*** Begin section ***
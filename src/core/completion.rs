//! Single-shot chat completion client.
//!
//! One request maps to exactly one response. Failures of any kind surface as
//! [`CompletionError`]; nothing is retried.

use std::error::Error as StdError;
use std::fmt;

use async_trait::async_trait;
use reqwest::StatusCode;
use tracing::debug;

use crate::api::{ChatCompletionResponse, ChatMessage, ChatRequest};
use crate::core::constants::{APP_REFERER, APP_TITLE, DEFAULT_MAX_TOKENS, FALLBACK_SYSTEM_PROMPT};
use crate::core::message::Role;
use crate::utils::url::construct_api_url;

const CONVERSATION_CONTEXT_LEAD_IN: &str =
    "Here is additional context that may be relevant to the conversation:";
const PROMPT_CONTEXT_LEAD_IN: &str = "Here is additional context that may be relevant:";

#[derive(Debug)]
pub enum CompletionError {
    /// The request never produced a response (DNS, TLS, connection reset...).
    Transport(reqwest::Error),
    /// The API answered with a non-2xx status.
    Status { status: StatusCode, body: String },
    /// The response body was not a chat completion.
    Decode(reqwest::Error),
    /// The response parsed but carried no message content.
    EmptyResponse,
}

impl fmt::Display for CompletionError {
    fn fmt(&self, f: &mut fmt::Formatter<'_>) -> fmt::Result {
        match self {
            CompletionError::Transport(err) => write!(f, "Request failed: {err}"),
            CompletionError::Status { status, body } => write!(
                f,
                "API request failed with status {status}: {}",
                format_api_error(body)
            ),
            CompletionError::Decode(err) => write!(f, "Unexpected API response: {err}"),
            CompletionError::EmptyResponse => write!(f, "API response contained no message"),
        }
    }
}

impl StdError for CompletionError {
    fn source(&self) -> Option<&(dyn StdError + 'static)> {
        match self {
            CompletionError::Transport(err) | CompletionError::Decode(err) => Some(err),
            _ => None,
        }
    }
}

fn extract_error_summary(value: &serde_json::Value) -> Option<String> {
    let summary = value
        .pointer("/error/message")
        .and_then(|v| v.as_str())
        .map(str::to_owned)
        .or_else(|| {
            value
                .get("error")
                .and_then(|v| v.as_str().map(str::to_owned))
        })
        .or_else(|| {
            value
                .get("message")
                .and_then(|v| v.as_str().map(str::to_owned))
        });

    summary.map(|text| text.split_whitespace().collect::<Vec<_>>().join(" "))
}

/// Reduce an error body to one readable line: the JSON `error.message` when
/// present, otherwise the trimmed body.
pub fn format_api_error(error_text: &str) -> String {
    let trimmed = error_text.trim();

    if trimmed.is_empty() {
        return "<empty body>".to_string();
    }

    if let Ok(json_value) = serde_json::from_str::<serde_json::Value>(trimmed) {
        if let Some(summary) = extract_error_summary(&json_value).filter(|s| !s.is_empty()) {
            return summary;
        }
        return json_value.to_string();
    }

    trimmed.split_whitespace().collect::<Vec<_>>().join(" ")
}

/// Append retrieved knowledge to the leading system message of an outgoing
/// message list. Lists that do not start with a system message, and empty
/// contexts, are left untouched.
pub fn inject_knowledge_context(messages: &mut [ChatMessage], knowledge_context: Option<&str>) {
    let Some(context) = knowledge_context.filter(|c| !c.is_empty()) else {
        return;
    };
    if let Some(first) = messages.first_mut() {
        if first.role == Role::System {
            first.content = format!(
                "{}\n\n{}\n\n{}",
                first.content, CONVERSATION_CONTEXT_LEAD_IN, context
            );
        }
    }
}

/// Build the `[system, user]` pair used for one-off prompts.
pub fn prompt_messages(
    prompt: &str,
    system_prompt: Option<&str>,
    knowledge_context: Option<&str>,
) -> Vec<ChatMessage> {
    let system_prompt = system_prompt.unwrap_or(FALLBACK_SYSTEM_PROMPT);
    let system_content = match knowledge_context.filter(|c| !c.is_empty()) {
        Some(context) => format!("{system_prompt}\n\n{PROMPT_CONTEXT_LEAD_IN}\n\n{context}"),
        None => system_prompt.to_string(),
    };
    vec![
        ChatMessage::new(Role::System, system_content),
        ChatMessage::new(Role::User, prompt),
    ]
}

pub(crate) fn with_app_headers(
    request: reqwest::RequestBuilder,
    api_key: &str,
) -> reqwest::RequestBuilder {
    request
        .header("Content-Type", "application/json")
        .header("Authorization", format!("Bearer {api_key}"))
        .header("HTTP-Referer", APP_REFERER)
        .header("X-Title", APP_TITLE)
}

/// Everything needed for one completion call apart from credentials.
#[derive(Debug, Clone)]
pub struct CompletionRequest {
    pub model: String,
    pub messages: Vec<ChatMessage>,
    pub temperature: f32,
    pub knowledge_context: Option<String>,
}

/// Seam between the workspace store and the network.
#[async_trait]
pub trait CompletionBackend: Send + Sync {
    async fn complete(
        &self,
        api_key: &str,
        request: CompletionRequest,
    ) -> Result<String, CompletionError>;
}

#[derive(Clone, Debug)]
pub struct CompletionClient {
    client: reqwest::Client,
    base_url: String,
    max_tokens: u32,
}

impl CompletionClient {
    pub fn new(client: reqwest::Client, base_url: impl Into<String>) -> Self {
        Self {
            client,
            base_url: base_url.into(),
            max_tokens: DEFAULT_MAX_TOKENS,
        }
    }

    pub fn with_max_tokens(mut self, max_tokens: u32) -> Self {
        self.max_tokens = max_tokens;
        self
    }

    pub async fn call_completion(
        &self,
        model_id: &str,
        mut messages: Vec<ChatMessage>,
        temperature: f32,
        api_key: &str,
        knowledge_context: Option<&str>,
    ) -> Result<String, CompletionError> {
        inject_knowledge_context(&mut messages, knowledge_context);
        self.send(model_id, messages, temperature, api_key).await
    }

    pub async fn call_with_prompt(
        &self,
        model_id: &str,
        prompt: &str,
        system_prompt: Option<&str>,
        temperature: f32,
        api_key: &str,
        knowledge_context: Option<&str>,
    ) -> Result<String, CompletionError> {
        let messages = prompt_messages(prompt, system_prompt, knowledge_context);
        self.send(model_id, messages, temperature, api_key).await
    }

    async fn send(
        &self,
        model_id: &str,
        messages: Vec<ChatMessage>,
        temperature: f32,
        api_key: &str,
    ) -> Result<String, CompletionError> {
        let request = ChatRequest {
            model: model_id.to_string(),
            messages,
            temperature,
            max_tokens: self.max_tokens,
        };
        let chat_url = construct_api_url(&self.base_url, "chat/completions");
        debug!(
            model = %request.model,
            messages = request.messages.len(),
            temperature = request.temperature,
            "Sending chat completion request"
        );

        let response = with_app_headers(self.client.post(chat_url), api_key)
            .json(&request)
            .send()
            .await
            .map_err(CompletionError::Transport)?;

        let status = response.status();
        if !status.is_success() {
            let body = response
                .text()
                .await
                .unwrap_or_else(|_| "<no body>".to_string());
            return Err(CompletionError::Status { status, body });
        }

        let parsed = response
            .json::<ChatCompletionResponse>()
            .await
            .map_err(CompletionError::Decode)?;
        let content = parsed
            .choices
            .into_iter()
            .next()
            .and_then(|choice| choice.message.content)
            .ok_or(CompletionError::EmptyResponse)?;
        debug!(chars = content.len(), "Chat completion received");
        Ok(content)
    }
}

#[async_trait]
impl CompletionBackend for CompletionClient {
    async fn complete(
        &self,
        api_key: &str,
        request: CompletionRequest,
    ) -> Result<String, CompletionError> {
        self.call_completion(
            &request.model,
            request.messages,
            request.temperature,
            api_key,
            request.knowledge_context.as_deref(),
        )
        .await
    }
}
*** End section ***
*** Begin section ***
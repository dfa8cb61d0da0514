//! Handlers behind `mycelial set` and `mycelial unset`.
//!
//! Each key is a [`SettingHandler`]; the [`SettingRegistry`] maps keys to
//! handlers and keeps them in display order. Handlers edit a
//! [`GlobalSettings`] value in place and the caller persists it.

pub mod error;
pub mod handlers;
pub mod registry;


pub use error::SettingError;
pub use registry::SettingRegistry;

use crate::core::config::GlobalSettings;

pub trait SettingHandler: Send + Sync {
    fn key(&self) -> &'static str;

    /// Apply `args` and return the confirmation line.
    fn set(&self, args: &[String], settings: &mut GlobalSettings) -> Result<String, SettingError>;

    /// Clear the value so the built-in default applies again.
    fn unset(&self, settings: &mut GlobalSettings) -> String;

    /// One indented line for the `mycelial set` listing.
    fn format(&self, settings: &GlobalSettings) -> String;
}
*** End section ***
*** Begin section ***
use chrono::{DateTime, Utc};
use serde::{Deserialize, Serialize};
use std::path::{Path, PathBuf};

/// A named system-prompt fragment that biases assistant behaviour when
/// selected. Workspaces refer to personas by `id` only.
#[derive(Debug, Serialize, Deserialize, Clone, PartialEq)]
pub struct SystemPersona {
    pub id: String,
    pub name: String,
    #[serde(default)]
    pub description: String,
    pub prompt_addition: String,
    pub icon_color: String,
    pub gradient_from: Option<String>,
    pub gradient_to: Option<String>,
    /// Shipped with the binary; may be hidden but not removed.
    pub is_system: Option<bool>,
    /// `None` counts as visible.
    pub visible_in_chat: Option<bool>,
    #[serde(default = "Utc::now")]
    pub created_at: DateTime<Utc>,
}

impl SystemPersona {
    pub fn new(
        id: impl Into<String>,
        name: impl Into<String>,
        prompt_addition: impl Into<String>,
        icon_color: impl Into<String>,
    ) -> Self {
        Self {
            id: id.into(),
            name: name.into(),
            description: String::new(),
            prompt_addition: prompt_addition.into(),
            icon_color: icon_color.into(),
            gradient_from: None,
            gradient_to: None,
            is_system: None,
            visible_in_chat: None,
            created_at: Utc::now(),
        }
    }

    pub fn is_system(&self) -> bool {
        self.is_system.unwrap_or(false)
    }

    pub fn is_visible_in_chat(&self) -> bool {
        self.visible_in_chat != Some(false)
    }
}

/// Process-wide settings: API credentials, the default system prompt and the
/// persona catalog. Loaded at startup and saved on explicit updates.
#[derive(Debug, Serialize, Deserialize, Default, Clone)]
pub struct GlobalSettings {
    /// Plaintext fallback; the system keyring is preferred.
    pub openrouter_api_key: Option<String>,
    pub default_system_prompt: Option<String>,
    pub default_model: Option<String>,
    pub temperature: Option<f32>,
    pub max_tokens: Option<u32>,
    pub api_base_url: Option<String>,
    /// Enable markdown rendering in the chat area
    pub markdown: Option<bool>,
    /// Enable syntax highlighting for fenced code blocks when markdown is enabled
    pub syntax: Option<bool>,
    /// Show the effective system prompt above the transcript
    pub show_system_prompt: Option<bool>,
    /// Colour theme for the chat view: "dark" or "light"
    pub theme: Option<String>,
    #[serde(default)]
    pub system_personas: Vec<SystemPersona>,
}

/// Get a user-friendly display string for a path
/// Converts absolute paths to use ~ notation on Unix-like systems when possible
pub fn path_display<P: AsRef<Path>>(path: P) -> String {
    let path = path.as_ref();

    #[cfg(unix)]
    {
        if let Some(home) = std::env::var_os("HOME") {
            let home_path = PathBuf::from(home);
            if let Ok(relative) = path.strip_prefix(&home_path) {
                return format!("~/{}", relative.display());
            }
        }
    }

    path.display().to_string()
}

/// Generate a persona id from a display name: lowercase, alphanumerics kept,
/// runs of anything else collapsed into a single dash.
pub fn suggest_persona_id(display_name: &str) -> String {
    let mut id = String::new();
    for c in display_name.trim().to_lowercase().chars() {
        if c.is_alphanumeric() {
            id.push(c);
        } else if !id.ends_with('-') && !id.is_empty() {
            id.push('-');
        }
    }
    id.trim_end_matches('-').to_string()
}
*** End section ***
#### WHAT TO WORK ON
Reproduce verbatim only the segment of the listing bounded by the line containing "filename src/core/completion.rs" and the line containing "use async_trait::async_trait;", with both boundary lines included.

#### THE ANSWER
filename src/core/completion.rs
//! Single-shot chat completion client.
//!
//! One request maps to exactly one response. Failures of any kind surface as
//! [`CompletionError`]; nothing is retried.

use std::error::Error as StdError;
use std::fmt;

use async_trait::async_trait;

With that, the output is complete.